Sptitting food at the dog sounds gross but it really works to get them looking at your face and being excited about it. Yup.. even MY face.


----------



## BarleyMob (Feb 15, 2010)

Thank you for the quick reply. I use cheese hotdogs for his treats and he loves it. Do you actually put the treat in your mouth and close your lips or do you hold it between your teeth so you puppy can see the treat the whole time?


----------



## MegaMuttMom (Sep 15, 2007)

We taught Cherokee to look by holding the treat by our eyes.


----------



## Elana55 (Jan 7, 2008)

I do both.. In fact, I will hold it in my mouth and then show it to my dog and cover it again.. so she KNOWS it is "in there" and all she has to do is wait... 

and keep her eye on my face because you NEVER KNOW when that treat will come OUT. 

If she misses it, I do not let her get it off the floor either.

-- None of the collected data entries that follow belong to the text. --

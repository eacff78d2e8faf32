// SPDX-FileCopyrightText: 2026 BlueCon Contributors
// SPDX-License-Identifier: MIT OR Apache-2.0

//! Session facade tests: token lifecycle and vendor endpoints.

use std::sync::Arc;
use std::time::Duration;

use bluecon_client::{ChannelNotificationHandler, ClientSettings, SessionClient, Storages};
use bluecon_core::{
    AccessDoor, AccessId, BlueconError, CallEnded, Notification, OAuthToken, OAuthTokenStorage,
};
use bluecon_storage::{InMemoryNotificationInfoStorage, InMemoryOAuthTokenStorage};
use bluecon_test_utils::{ScriptedPushProvider, TestHarness};
use chrono::{Duration as ChronoDuration, Utc};
use secrecy::SecretString;
use serde_json::json;
use wiremock::matchers::{body_string_contains, header, method, path, query_param};
use wiremock::{Mock, MockServer, ResponseTemplate};

fn token(access: &str, expires_in_secs: i64) -> OAuthToken {
    OAuthToken {
        access_token: access.into(),
        refresh_token: "refresh-1".into(),
        token_type: "bearer".into(),
        expires_at: Utc::now() + ChronoDuration::seconds(expires_in_secs),
    }
}

fn settings(server: &MockServer) -> ClientSettings {
    ClientSettings::new("cid", "secret")
        .with_base_url(server.uri())
        .with_oauth_url(format!("{}/oauth/token", server.uri()))
}

async fn client_with(
    server: &MockServer,
    tokens: Arc<InMemoryOAuthTokenStorage>,
) -> Result<SessionClient, BlueconError> {
    let (handler, _rx) = ChannelNotificationHandler::new();
    SessionClient::from_stored_token(
        settings(server),
        Storages::new(tokens, Arc::new(InMemoryNotificationInfoStorage::new())),
        Arc::new(ScriptedPushProvider::new(Vec::new())),
        Arc::new(handler),
    )
    .await
}

fn door() -> AccessDoor {
    AccessDoor {
        title: "Street".into(),
        access_id: AccessId {
            block: 100,
            subblock: -1,
            number: 0,
        },
        visible: true,
    }
}

#[tokio::test(flavor = "multi_thread", worker_threads = 4)]
async fn concurrent_callers_share_a_single_refresh() {
    let server = MockServer::start().await;
    Mock::given(method("POST"))
        .and(path("/oauth/token"))
        .and(body_string_contains("grant_type=refresh_token"))
        .respond_with(
            ResponseTemplate::new(200)
                .set_delay(Duration::from_millis(200))
                .set_body_json(json!({
                    "access_token": "fresh",
                    "refresh_token": "refresh-2",
                    "expires_in": 3600
                })),
        )
        .expect(1)
        .mount(&server)
        .await;
    Mock::given(method("GET"))
        .and(path("/pairing/api/v3/pairings/me"))
        .and(header("authorization", "Bearer fresh"))
        .respond_with(ResponseTemplate::new(200).set_body_json(json!([])))
        .expect(8)
        .mount(&server)
        .await;

    let tokens = Arc::new(InMemoryOAuthTokenStorage::with_token(token("stale", -30)));
    let client = Arc::new(client_with(&server, tokens.clone()).await.unwrap());

    let mut handles = Vec::new();
    for _ in 0..8 {
        let client = client.clone();
        handles.push(tokio::spawn(async move { client.get_pairings().await }));
    }
    for handle in handles {
        assert!(handle.await.unwrap().unwrap().is_empty());
    }

    let stored = tokens.retrieve_token().await.unwrap().unwrap();
    assert_eq!(stored.access_token, "fresh");
    assert!(stored.expires_at > Utc::now());
}

#[tokio::test]
async fn login_persists_the_granted_token() {
    let server = MockServer::start().await;
    Mock::given(method("POST"))
        .and(path("/oauth/token"))
        .and(body_string_contains("grant_type=password"))
        .respond_with(ResponseTemplate::new(200).set_body_json(json!({
            "access_token": "acc",
            "refresh_token": "ref",
            "expires_in": 3600
        })))
        .expect(1)
        .mount(&server)
        .await;

    let tokens = Arc::new(InMemoryOAuthTokenStorage::new());
    let (handler, _rx) = ChannelNotificationHandler::new();
    SessionClient::login(
        settings(&server),
        "me@example.com",
        &SecretString::from("pw"),
        Storages::new(tokens.clone(), Arc::new(InMemoryNotificationInfoStorage::new())),
        Arc::new(ScriptedPushProvider::new(Vec::new())),
        Arc::new(handler),
    )
    .await
    .unwrap();

    let stored = tokens.retrieve_token().await.unwrap().unwrap();
    assert_eq!(stored.access_token, "acc");
}

#[tokio::test]
async fn empty_token_store_is_not_logged_in() {
    let server = MockServer::start().await;
    let err = client_with(&server, Arc::new(InMemoryOAuthTokenStorage::new()))
        .await
        .unwrap_err();
    assert!(err.is_authentication());
}

#[tokio::test]
async fn rejected_refresh_is_an_authentication_error() {
    let server = MockServer::start().await;
    Mock::given(method("POST"))
        .and(path("/oauth/token"))
        .respond_with(ResponseTemplate::new(401))
        .expect(1)
        .mount(&server)
        .await;

    let tokens = Arc::new(InMemoryOAuthTokenStorage::with_token(token("stale", -30)));
    let client = client_with(&server, tokens).await.unwrap();
    assert!(client.get_user_info().await.unwrap_err().is_authentication());
}

#[tokio::test]
async fn open_door_reports_backend_status() {
    let server = MockServer::start().await;
    Mock::given(method("POST"))
        .and(path("/deviceaction/api/v1/device/dev-ok/directed-opendoor"))
        .respond_with(ResponseTemplate::new(200))
        .mount(&server)
        .await;
    Mock::given(method("POST"))
        .and(path("/deviceaction/api/v1/device/dev-down/directed-opendoor"))
        .respond_with(ResponseTemplate::new(500))
        .mount(&server)
        .await;

    let tokens = Arc::new(InMemoryOAuthTokenStorage::with_token(token("live", 3600)));
    let client = client_with(&server, tokens).await.unwrap();
    assert!(client.open_door("dev-ok", &door()).await.unwrap());
    assert!(!client.open_door("dev-down", &door()).await.unwrap());
}

#[tokio::test]
async fn device_info_reports_telemetry() {
    let server = MockServer::start().await;
    Mock::given(method("GET"))
        .and(path("/deviceaction/api/v1/device/dev-1"))
        .respond_with(ResponseTemplate::new(200).set_body_json(json!({
            "deviceId": "dev-1",
            "connectionState": "Connected",
            "family": "MONITOR",
            "type": "VEO-XS",
            "subtype": "WIFI",
            "photocaller": true,
            "wirelessSignal": 4
        })))
        .mount(&server)
        .await;

    let tokens = Arc::new(InMemoryOAuthTokenStorage::with_token(token("live", 3600)));
    let client = client_with(&server, tokens).await.unwrap();
    let info = client.get_device_info("dev-1").await.unwrap().unwrap();
    assert!(info.is_connected());
    assert_eq!(info.signal_strength().to_string(), "excellent");
    assert!(client.get_device_info("dev-2").await.unwrap().is_none());
}

#[tokio::test]
async fn call_end_needs_no_acknowledgment() {
    let server = MockServer::start().await;
    Mock::given(method("POST"))
        .respond_with(ResponseTemplate::new(200))
        .expect(0)
        .mount(&server)
        .await;

    let tokens = Arc::new(InMemoryOAuthTokenStorage::with_token(token("live", 3600)));
    let client = client_with(&server, tokens).await.unwrap();
    let ended = Notification::CallEnded(CallEnded {
        device_id: "dev-1".into(),
    });
    assert!(!client.acknowledge_notification(&ended).await.unwrap());
}

#[tokio::test]
async fn push_operations_need_a_push_app() {
    let server = MockServer::start().await;
    let tokens = Arc::new(InMemoryOAuthTokenStorage::with_token(token("live", 3600)));
    let client = client_with(&server, tokens).await.unwrap();

    let err = client.start_notification_listener().await.unwrap_err();
    assert!(matches!(err, BlueconError::Config(_)));
    assert!(matches!(
        client.register_app_token(true).await.unwrap_err(),
        BlueconError::Config(_)
    ));
}

#[tokio::test]
async fn last_picture_is_the_newest_call_photo() {
    let harness = TestHarness::builder().build().await.unwrap();
    Mock::given(method("GET"))
        .and(path("/callManager/api/v1/callregistry/participant"))
        .and(query_param("appToken", "scripted-fcm-token"))
        .and(query_param("callRegistryType", "all"))
        .respond_with(ResponseTemplate::new(200).set_body_json(json!([
            {"callId": "c1", "deviceId": "dev-1", "photoId": "old", "callDate": "2024-05-01T08:00:00.000+0200"},
            {"callId": "c2", "deviceId": "dev-1", "photoId": "new", "callDate": "2024-05-02T08:00:00.000+0200"},
            {"callId": "c3", "deviceId": "dev-1", "callDate": "2024-05-03T08:00:00.000+0200"}
        ])))
        .mount(&harness.server)
        .await;
    Mock::given(method("GET"))
        .and(path("/callManager/api/v1/photocall"))
        .and(query_param("photoId", "new"))
        .respond_with(
            ResponseTemplate::new(200).set_body_json(json!({"image": {"data": "AQID"}})),
        )
        .expect(1)
        .mount(&harness.server)
        .await;

    let picture = harness.client.get_last_picture("dev-1").await.unwrap();
    assert_eq!(picture, Some(vec![1, 2, 3]));
    assert_eq!(harness.client.get_last_picture("dev-9").await.unwrap(), None);
}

I pick it up and put it in the tret bag for things I need her to do and be fed from my hand. The ONLY source of treats is ME that way.


----------



## RedyreRottweilers (Dec 17, 2006)

I do not put food in my mouth to teach attention, because I want the dog to learn to look at my face in the knowing absence of food.

I start with food in both hands, small soft easy to eat treats, show the pup I have food in both hands, and then I stand normally and wait.

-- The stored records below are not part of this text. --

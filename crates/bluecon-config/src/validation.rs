// SPDX-FileCopyrightText: 2026 BlueCon Contributors
// SPDX-License-Identifier: MIT OR Apache-2.0

//! Post-deserialization validation. Collects every problem instead of
//! stopping at the first.

use crate::diagnostic::ConfigError;
use crate::model::BlueconConfig;

const LOG_LEVELS: [&str; 5] = ["trace", "debug", "info", "warn", "error"];

pub fn validate_config(config: &BlueconConfig) -> Result<(), Vec<ConfigError>> {
    let mut errors = Vec::new();
    let mut invalid = |message: String| errors.push(ConfigError::Validation { message });

    for (key, url) in [
        ("api.base_url", &config.api.base_url),
        ("api.oauth_url", &config.api.oauth_url),
    ] {
        if !(url.starts_with("https://") || url.starts_with("http://")) {
            invalid(format!("{key} must be an http(s) URL, got `{url}`"));
        }
    }

    if config.api.request_timeout_secs == 0 {
        invalid("api.request_timeout_secs must be greater than 0".to_string());
    }

    if config.listener.stop_timeout_secs == 0 {
        invalid("listener.stop_timeout_secs must be greater than 0".to_string());
    }

    if config.push.heartbeat_interval_secs < 10 {
        invalid(format!(
            "push.heartbeat_interval_secs must be at least 10, got {}",
            config.push.heartbeat_interval_secs
        ));
    }

    // The push identity is all-or-nothing: a partial identity is a typo.
    let missing = config.push.missing_fields();
    if !missing.is_empty() && missing.len() < 5 {
        invalid(format!(
            "push section is incomplete, missing: {}",
            missing.join(", ")
        ));
    }

    if config.account.client_id.is_some() != config.account.client_secret.is_some() {
        invalid("account.client_id and account.client_secret must be set together".to_string());
    }

    if let Some(dir) = &config.storage.data_dir
        && dir.trim().is_empty()
    {
        invalid("storage.data_dir must not be empty when set".to_string());
    }

    if !LOG_LEVELS.contains(&config.logging.level.as_str()) {
        invalid(format!(
            "logging.level must be one of {}, got `{}`",
            LOG_LEVELS.join(", "),
            config.logging.level
        ));
    }

    if errors.is_empty() {
        Ok(())
    } else {
        Err(errors)
    }
}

I ignore all bumping, sniffing, or nibbling of my hands, I just wait, while watching the dog carefully. Most all dogs will pretty soon glance at your eyes. As soon as this happens, I mark it, and empty all my treats out of both hands to the dog.

Then I load up again, show the dog I have the treats in both hands, and wait. Most of the time they look quicker the second time. Then I look for every glance to reward the dog for looking at my eyes. I try to reward with alternate hands or in random order. Dogs almost always catch on to this game quickly.

By teaching it this way, the dog learns that if there are strong rewards present, (and later, he will associate it with distractions too once proofed) that the way to these rewards is to look at my face.

Once the dog is consistently looking at you for 15+ seconds, I start giving this behavior a name, which is the name of the dog.



I prefer to get as far away from luring with food on a behavior as quickly and as early as possible when teaching behaviors.


----------



## MegaMuttMom (Sep 15, 2007)

RedyreRottweilers said:


> I do not put food in my mouth to teach attention, because I want the dog to learn to look at my face in the knowing absence of food.
> 
> I start with food in both hands, small soft easy to eat treats, show the pup I have food in both hands, and then I stand normally and wait.
> 
> ...


This is the way I would have done it if I had Cherokee as a young pup. We got him at 7 months and he was extremely timid and eye contact was very intimidating to him. He avoided it at all cost. But, he liked to stare at treats  Once he was comfortable staring at the treat near our eyes, and we had named the behavior (we use the word look) we worked on removing the lure. Now, he loves to gaze into our eyes and that is very gratifying.


----------



## LazyGRanch713 (Jul 22, 2009)

RedyreRottweilers said:


> I do not put food in my mouth to teach attention, because I want the dog to learn to look at my face in the knowing absence of food.
> 
> I start with food in both hands, small soft easy to eat treats, show the pup I have food in both hands, and then I stand normally and wait.
> 
> ...


I did it this way, too  I also threw in a clicker, and clicked when my dogs' eyes met mine. Another fun game for the OP's pup once they get the "dog zen" game is "look at that" from Control Unleashed. 
Also, for Tag, when teaching him his name I kept a clicker and treats at my desk, and waited til he was distracted with something else and "forgot" about the treats at my desk (doesn't take long with a 9 week old puppy). I turned off fans, radios, TV's, etc, so the room was silent. I'd say "TAG!" out of the blue, and 99% of the time he'd look up and at me. click!


----------



## LazyGRanch713 (Jul 22, 2009)

MegaMuttMom said:


> This is the way I would have done it if I had Cherokee as a young pup. We got him at 7 months and he was extremely timid and *eye contact was very intimidating to him. He avoided it at all cost.* But, he liked to stare at treats  Once he was comfortable staring at the treat near our eyes, and we had named the behavior (we use the word look) we worked on removing the lure. *Now, he loves to gaze into our eyes and that is very gratifying*.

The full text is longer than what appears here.